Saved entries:
************

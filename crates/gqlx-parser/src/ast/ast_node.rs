use crate::ast::AstKind;
use crate::ast::Location;

/// Implemented by every AST node.
///
/// Nodes implement this via `#[inherent] impl AstNode`, so the methods are
/// callable without importing the trait while still being usable as a
/// bound for generic utilities.
pub trait AstNode {
    fn kind(&self) -> AstKind;

    fn location(&self) -> &Location;

    /// Appends the canonical GraphQL text for this node to `sink`.
    fn append_source(&self, sink: &mut String);

    /// Returns the canonical GraphQL text for this node.
    fn to_source(&self) -> String {
        let mut s = String::new();
        self.append_source(&mut s);
        s
    }
}
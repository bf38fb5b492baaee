//! Checks a parsed document against a schema before it is executed.
//!
//! Only a handful of the standard rules ship with this crate; callers can
//! supply more by implementing [`ValidationRule`].

mod rules;
mod validation_context;
mod validation_rule;

pub use rules::KnownFragmentNames;
pub use rules::LoneAnonymousOperation;
pub use rules::UniqueFragmentNames;
pub use rules::UniqueOperationNames;
pub use validation_context::ValidationContext;
pub use validation_rule::ValidationRule;

use crate::GraphQLError;
use crate::ast;
use crate::schema::Schema;

/// The rules [`validate`] should run when the caller has no opinion.
pub fn specified_rules() -> Vec<Box<dyn ValidationRule>> {
    vec![
        Box::new(LoneAnonymousOperation),
        Box::new(UniqueOperationNames),
        Box::new(UniqueFragmentNames),
        Box::new(KnownFragmentNames),
    ]
}

/// Runs every rule over `document` and returns all errors they report, in
/// rule order. An empty list means the document may be executed.
pub fn validate(
    schema: &Schema,
    document: &ast::Document,
    rules: &[Box<dyn ValidationRule>],
) -> Vec<GraphQLError> {
    let ctx = ValidationContext::new(schema, document);
    rules
        .iter()
        .flat_map(|rule| {
            let errors = rule.validate(&ctx);
            if !errors.is_empty() {
                log::debug!("{} reported {} error(s)", rule.name(), errors.len());
            }
            errors
        })
        .collect()
}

************

## Task to carry out
Using the data above, count the lines that include "validate" and write the number alone.

## Result for this task
3